Por: Omelete Uol 22 de Maio de 2017

Com sequências de perseguição de carro capazes de matar Vin Diesel e seus Velozes e Furiosos de inveja, o thriller fantástico Jupiter's Moon, uma das maiores apostas comerciais do circuito europeu entre os concorrentes à Palma de Ouro de 2017, mostrou a Cannes que a Hungria também é capaz de produzir espetáculos audiovisuais carregados de adrenalina.

Isso porque o país responsável por cults como O Filho de Saul e Cavalo de Turim é mais conhecido por narrativas transgressoras mais contemplativas do que o padrão pipoca.
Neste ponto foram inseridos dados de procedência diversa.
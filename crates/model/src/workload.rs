use serde::{Deserialize, Serialize};

use crate::{
    decimal::Decimal,
    delta::{ActionType, CorrelationId, MonthKey, WorkloadDelta},
    errors::DeltaError,
};

/// How many applied correlation ids a summary remembers for duplicate detection.
pub const RECENT_DELTAS_WINDOW: usize = 256;

#[derive(Debug, Clone, PartialEq, Serialize, Deserialize)]
pub struct MonthlyBucket {
    pub month: String,
    pub total_hours: Decimal,
}

#[derive(Debug, Clone, PartialEq, Serialize, Deserialize)]
pub struct YearlyBucket {
    pub year: String,
    pub months: Vec<MonthlyBucket>,
}

impl YearlyBucket {
    pub fn month(&self, month: &str) -> Option<&MonthlyBucket> {
        self.months.iter().find(|bucket| bucket.month == month)
    }
}

/// Hours worked by one trainer, bucketed by year and month.
#[derive(Debug, Clone, PartialEq, Serialize, Deserialize)]
pub struct WorkloadSummary {
    #[serde(rename = "_id")]
    pub trainer_username: String,
    pub first_name: String,
    pub last_name: String,
    pub status: bool,
    pub years: Vec<YearlyBucket>,
    #[serde(default)]
    pub version: u64,
    #[serde(default)]
    pub recent_deltas: Vec<CorrelationId>,
}

impl WorkloadSummary {
    pub fn new(delta: &WorkloadDelta) -> Self {
        WorkloadSummary {
            trainer_username: delta.trainer_username.clone(),
            first_name: delta.trainer_first_name.clone(),
            last_name: delta.trainer_last_name.clone(),
            status: delta.is_active,
            years: Vec::new(),
            version: 0,
            recent_deltas: Vec::new(),
        }
    }

    /// Folds a delta into an existing summary, or into a fresh one seeded from the delta.
    pub fn merge(
        summary: Option<WorkloadSummary>,
        delta: &WorkloadDelta,
    ) -> Result<WorkloadSummary, DeltaError> {
        let mut summary = summary.unwrap_or_else(|| WorkloadSummary::new(delta));
        summary.apply(delta)?;
        Ok(summary)
    }

    /// Applies the delta to its year/month bucket.
    ///
    /// Returns the bucket total after the change, or `None` if the bucket was pruned.
    /// On error the summary is left untouched.
    pub fn apply(&mut self, delta: &WorkloadDelta) -> Result<Option<Decimal>, DeltaError> {
        let MonthKey { year, month } = delta.month_key();
        let current = self.hours(&year, &month).unwrap_or_default();
        let total = match delta.action_type {
            ActionType::Add => current.checked_add(delta.training_duration),
            ActionType::Delete => current.checked_sub(delta.training_duration),
        }
        .ok_or_else(|| DeltaError::HoursOverflow {
            year: year.clone(),
            month: month.clone(),
        })?;

        let year_idx = match self.years.iter().position(|bucket| bucket.year == year) {
            Some(idx) => idx,
            None => {
                self.years.push(YearlyBucket {
                    year,
                    months: Vec::new(),
                });
                self.years.len() - 1
            }
        };
        let months = &mut self.years[year_idx].months;
        let month_idx = months.iter().position(|bucket| bucket.month == month);

        if !total.is_positive() {
            if let Some(idx) = month_idx {
                months.remove(idx);
            }
            return Ok(None);
        }
        match month_idx {
            Some(idx) => months[idx].total_hours = total,
            None => months.push(MonthlyBucket {
                month,
                total_hours: total,
            }),
        }
        Ok(Some(total))
    }

    pub fn year(&self, year: &str) -> Option<&YearlyBucket> {
        self.years.iter().find(|bucket| bucket.year == year)
    }

    pub fn hours(&self, year: &str, month: &str) -> Option<Decimal> {
        self.year(year)
            .and_then(|bucket| bucket.month(month))
            .map(|bucket| bucket.total_hours)
    }

    pub fn has_applied(&self, id: &CorrelationId) -> bool {
        self.recent_deltas.contains(id)
    }

    pub fn remember(&mut self, id: CorrelationId) {
        self.recent_deltas.push(id);
        if self.recent_deltas.len() > RECENT_DELTAS_WINDOW {
            let overflow = self.recent_deltas.len() - RECENT_DELTAS_WINDOW;
            self.recent_deltas.drain(..overflow);
        }
    }
}

#[cfg(test)]
mod tests {
    use super::*;
    use crate::delta::tests::delta;

    fn fold(deltas: &[WorkloadDelta]) -> WorkloadSummary {
        deltas
            .iter()
            .fold(None, |summary, delta| {
                Some(WorkloadSummary::merge(summary, delta).unwrap())
            })
            .unwrap()
    }

    #[test]
    fn test_first_delta_creates_single_buckets() {
        let summary = fold(&[delta(ActionType::Add, "2023-10-01", 2.5)]);
        assert_eq!(summary.trainer_username, "john.doe");
        assert_eq!(summary.first_name, "John");
        assert_eq!(summary.last_name, "Doe");
        assert!(summary.status);
        assert_eq!(summary.years.len(), 1);
        assert_eq!(summary.years[0].months.len(), 1);
        assert_eq!(summary.hours("2023", "10"), Some(Decimal::from(2.5)));
    }

    #[test]
    fn test_adds_accumulate_in_same_month() {
        let summary = fold(&[
            delta(ActionType::Add, "2023-10-01", 2.5),
            delta(ActionType::Add, "2023-10-15", 1.0),
        ]);
        assert_eq!(summary.years.len(), 1);
        assert_eq!(summary.years[0].year, "2023");
        assert_eq!(summary.years[0].months.len(), 1);
        assert_eq!(summary.years[0].months[0].month, "10");
        assert_eq!(summary.hours("2023", "10"), Some(Decimal::from(3.5)));
    }

    #[test]
    fn test_adds_are_order_independent() {
        let hours = [0.5, 1.25, 2.0, 0.75, 3.1];
        let forward: Vec<_> = hours
            .iter()
            .map(|h| delta(ActionType::Add, "2024-02-10", *h))
            .collect();
        let mut backward = forward.clone();
        backward.reverse();

        let expected: Decimal = hours.iter().map(|h| Decimal::from(*h)).sum();
        assert_eq!(fold(&forward).hours("2024", "02"), Some(expected));
        assert_eq!(fold(&backward).hours("2024", "02"), Some(expected));
    }

    #[test]
    fn test_delete_equal_prunes_month_keeps_year() {
        let summary = fold(&[
            delta(ActionType::Add, "2023-10-01", 2.5),
            delta(ActionType::Add, "2023-10-15", 1.0),
            delta(ActionType::Delete, "2023-10-20", 3.5),
        ]);
        assert_eq!(summary.hours("2023", "10"), None);
        let year = summary.year("2023").unwrap();
        assert!(year.months.is_empty());
    }

    #[test]
    fn test_delete_more_than_recorded_prunes() {
        let summary = fold(&[
            delta(ActionType::Add, "2023-10-01", 1.0),
            delta(ActionType::Delete, "2023-10-01", 2.0),
        ]);
        assert_eq!(summary.hours("2023", "10"), None);
    }

    #[test]
    fn test_delete_less_than_recorded_reduces() {
        let summary = fold(&[
            delta(ActionType::Add, "2023-10-01", 3.0),
            delta(ActionType::Delete, "2023-10-01", 1.25),
        ]);
        assert_eq!(summary.hours("2023", "10"), Some(Decimal::from(1.75)));
    }

    #[test]
    fn test_delete_on_empty_summary_leaves_no_month() {
        let summary = fold(&[delta(ActionType::Delete, "2023-10-01", 1.0)]);
        assert_eq!(summary.years.len(), 1);
        assert!(summary.years[0].months.is_empty());
    }

    #[test]
    fn test_buckets_keep_insertion_order() {
        let summary = fold(&[
            delta(ActionType::Add, "2024-05-01", 1.0),
            delta(ActionType::Add, "2023-12-01", 1.0),
            delta(ActionType::Add, "2024-01-01", 1.0),
        ]);
        let years: Vec<_> = summary.years.iter().map(|y| y.year.as_str()).collect();
        assert_eq!(years, vec!["2024", "2023"]);
        let months: Vec<_> = summary.years[0]
            .months
            .iter()
            .map(|m| m.month.as_str())
            .collect();
        assert_eq!(months, vec!["05", "01"]);
    }

    #[test]
    fn test_existing_summary_keeps_seed_fields() {
        let first = delta(ActionType::Add, "2023-10-01", 1.0);
        let mut second = delta(ActionType::Add, "2023-11-01", 1.0);
        second.trainer_first_name = "Johnny".to_string();
        second.is_active = false;
        let summary = fold(&[first, second]);
        assert_eq!(summary.first_name, "John");
        assert!(summary.status);
    }

    #[test]
    fn test_overflowing_add_leaves_summary_untouched() {
        let mut summary = fold(&[delta(ActionType::Add, "2023-10-01", 1.0)]);
        let near_max = Decimal::int(i64::MAX / 10_000);
        summary.years[0].months[0].total_hours = near_max;
        let before = summary.clone();

        let err = summary
            .apply(&delta(ActionType::Add, "2023-10-02", 1.0))
            .unwrap_err();
        assert_eq!(
            err,
            DeltaError::HoursOverflow {
                year: "2023".to_string(),
                month: "10".to_string()
            }
        );
        assert_eq!(summary, before);
        let next = delta(ActionType::Add, "2023-10-02", 1.0);
        assert!(WorkloadSummary::merge(Some(before), &next).is_err());
    }

    #[test]
    fn test_remember_window() {
        let mut summary = WorkloadSummary::new(&delta(ActionType::Add, "2023-10-01", 1.0));
        let first = CorrelationId::from("first");
        summary.remember(first.clone());
        assert!(summary.has_applied(&first));
        for i in 0..RECENT_DELTAS_WINDOW {
            summary.remember(CorrelationId::from(format!("id-{}", i)));
        }
        assert_eq!(summary.recent_deltas.len(), RECENT_DELTAS_WINDOW);
        assert!(!summary.has_applied(&first));
        assert!(summary.has_applied(&CorrelationId::from("id-0")));
    }
}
Mas há um sabor pop no novo (e mais maduro) longa-metragem de Kornél Mundruczó (de Delta), que parece até um filme de super-herói, por ter um personagem voador.
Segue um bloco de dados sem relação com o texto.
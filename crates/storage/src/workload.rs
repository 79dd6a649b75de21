use async_trait::async_trait;
use bson::doc;
use log::debug;
use model::workload::WorkloadSummary;
use mongodb::{error::ErrorKind, Collection, Database};

use crate::error::StoreError;

const COLLECTION: &str = "workload";

/// Versioned persistence of workload summaries keyed by trainer username.
#[async_trait]
pub trait WorkloadRepository: Send + Sync {
    async fn find(&self, trainer: &str) -> Result<Option<WorkloadSummary>, StoreError>;

    /// Writes the summary if the stored version still equals `summary.version`
    /// (zero meaning "not stored yet"). Returns the new version.
    async fn save(&self, summary: &WorkloadSummary) -> Result<u64, StoreError>;
}

#[derive(Clone)]
pub struct WorkloadStore {
    workload: Collection<WorkloadSummary>,
}

impl WorkloadStore {
    pub(crate) fn new(db: &Database) -> Self {
        WorkloadStore {
            workload: db.collection(COLLECTION),
        }
    }
}

#[async_trait]
impl WorkloadRepository for WorkloadStore {
    async fn find(&self, trainer: &str) -> Result<Option<WorkloadSummary>, StoreError> {
        Ok(self.workload.find_one(doc! { "_id": trainer }).await?)
    }

    async fn save(&self, summary: &WorkloadSummary) -> Result<u64, StoreError> {
        let expected = summary.version;
        let mut next = summary.clone();
        next.version = expected + 1;

        if expected == 0 {
            debug!("Creating workload for {}", summary.trainer_username);
            return match self.workload.insert_one(&next).await {
                Ok(_) => Ok(next.version),
                Err(err) if is_duplicate_key(&err) => Err(StoreError::Conflict {
                    trainer: summary.trainer_username.clone(),
                    version: expected,
                }),
                Err(err) => Err(err.into()),
            };
        }

        let result = self
            .workload
            .replace_one(
                doc! { "_id": &summary.trainer_username, "version": expected as i64 },
                &next,
            )
            .await?;
        if result.matched_count == 0 {
            return Err(StoreError::Conflict {
                trainer: summary.trainer_username.clone(),
                version: expected,
            });
        }
        debug!(
            "Workload for {} saved at version {}",
            summary.trainer_username, next.version
        );
        Ok(next.version)
    }
}

fn is_duplicate_key(err: &mongodb::error::Error) -> bool {
    match err.kind.as_ref() {
        ErrorKind::Write(mongodb::error::WriteFailure::WriteError(write)) => write.code == 11000,
        _ => false,
    }
}
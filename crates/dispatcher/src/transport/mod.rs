mod http;
mod queue;

pub use http::HttpTransport;
pub use queue::QueueTransport;

use async_trait::async_trait;
use model::envelope::DeltaEnvelope;
use storage::error::StoreError;
use thiserror::Error;

#[derive(Error, Debug)]
pub enum TransportError {
    #[error("Workload service responded with {0}")]
    Status(reqwest::StatusCode),
    #[error("Workload service timed out")]
    Timeout,
    #[error("Network error: {0}")]
    Network(#[from] reqwest::Error),
    #[error("Invalid workload service url: {0}")]
    InvalidUrl(#[from] url::ParseError),
    #[error("Failed to publish delta: {0}")]
    Publish(#[from] StoreError),
}

/// Carries a sealed delta to the workload service.
#[async_trait]
pub trait DeltaTransport: Send + Sync {
    async fn deliver(&self, envelope: &DeltaEnvelope) -> Result<(), TransportError>;
}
Misto de fantasia, suspense e denúncia polítitica, Jupiter's Moon acompanha a ciranda de perigos em que o refugiado Aryaan (Zsombor Jéger) se envolve após ser baleado gravemente e descobrir que pode não apenas renegenerar suas feridas como pode flutuar.

Um médico alcoólatra e decadente, incumbudo de cuidar de imigrantes ilegais, o dr. Stern (Merab Ninidze, na melhor atuação masculina de Cannes até agora), tentará tirar proveito dos dons do rapaz, seu paciente. Mas, aos poucos, os dois vão travar uma amizade cerzida a desabafos que expõem as feridas abertas do Velho Mundo.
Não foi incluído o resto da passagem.